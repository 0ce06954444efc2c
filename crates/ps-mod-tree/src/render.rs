use std::fs;
use std::io;
use std::path::Path;

use tracing::debug;

use ps_base::config::constants::{TREE_BRANCH, TREE_CORNER, TREE_PIPE_INDENT, TREE_SPACE_INDENT};
use ps_base::{IgnoreSet, SummaryError};

/// Render the children of `root` as an ASCII tree, one line per entry.
///
/// Entries are sorted by name at every level and names in `ignore` are left
/// out together with everything below them. Each line starts with `indent`.
/// A directory that no longer exists contributes nothing; any other listing
/// failure is returned.
pub fn render_tree(root: &Path, indent: &str, ignore: &IgnoreSet) -> Result<String, SummaryError> {
    let mut output = String::new();
    build_tree(root, indent, ignore, &mut output)?;
    Ok(output)
}

fn build_tree(dir: &Path, prefix: &str, ignore: &IgnoreSet, output: &mut String) -> Result<(), SummaryError> {
    let entries = match fs::read_dir(dir) {
        Ok(entries) => entries,
        Err(e) if e.kind() == io::ErrorKind::NotFound => {
            debug!(path = %dir.display(), "directory vanished, skipping");
            return Ok(());
        }
        Err(e) => return Err(SummaryError::io(dir, e)),
    };

    let mut items: Vec<_> = entries.filter_map(|e| e.ok()).filter(|e| !ignore.contains(&e.file_name())).collect();
    items.sort_by_key(|e| e.file_name());

    let total = items.len();
    for (i, entry) in items.iter().enumerate() {
        let is_last = i == total - 1;
        let connector = if is_last { TREE_CORNER } else { TREE_BRANCH };

        let name = entry.file_name();
        output.push_str(&format!("{}{}{}\n", prefix, connector, name.to_string_lossy()));

        let path = entry.path();
        if path.is_dir() {
            let child_prefix = if is_last { TREE_SPACE_INDENT } else { TREE_PIPE_INDENT };
            build_tree(&path, &format!("{}{}", prefix, child_prefix), ignore, output)?;
        }
    }

    Ok(())
}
----
• [TASK TO COMPLETE]: Precisely reproduce all the entries shown above.

• [YOUR RESPONSE]:
repository 0ce06954444efc2c
filename crates/ps-mod-tree/src/render.rs
use std::fs;
use std::io;
use std::path::Path;

use tracing::debug;

use ps_base::config::constants::{TREE_BRANCH, TREE_CORNER, TREE_PIPE_INDENT, TREE_SPACE_INDENT};
use ps_base::{IgnoreSet, SummaryError};

/// Render the children of `root` as an ASCII tree, one line per entry.
///
/// Entries are sorted by name at every level and names in `ignore` are left
/// out together with everything below them. Each line starts with `indent`.
/// A directory that no longer exists contributes nothing; any other listing
/// failure is returned.
pub fn render_tree(root: &Path, indent: &str, ignore: &IgnoreSet) -> Result<String, SummaryError> {
    let mut output = String::new();
    build_tree(root, indent, ignore, &mut output)?;
    Ok(output)
}

fn build_tree(dir: &Path, prefix: &str, ignore: &IgnoreSet, output: &mut String) -> Result<(), SummaryError> {
    let entries = match fs::read_dir(dir) {
        Ok(entries) => entries,
        Err(e) if e.kind() == io::ErrorKind::NotFound => {
            debug!(path = %dir.display(), "directory vanished, skipping");
            return Ok(());
        }
        Err(e) => return Err(SummaryError::io(dir, e)),
    };

    let mut items: Vec<_> = entries.filter_map(|e| e.ok()).filter(|e| !ignore.contains(&e.file_name())).collect();
    items.sort_by_key(|e| e.file_name());

    let total = items.len();
    for (i, entry) in items.iter().enumerate() {
        let is_last = i == total - 1;
        let connector = if is_last { TREE_CORNER } else { TREE_BRANCH };

        let name = entry.file_name();
        output.push_str(&format!("{}{}{}\n", prefix, connector, name.to_string_lossy()));

        let path = entry.path();
        if path.is_dir() {
            let child_prefix = if is_last { TREE_SPACE_INDENT } else { TREE_PIPE_INDENT };
            build_tree(&path, &format!("{}{}", prefix, child_prefix), ignore, output)?;
        }
    }

    Ok(())
}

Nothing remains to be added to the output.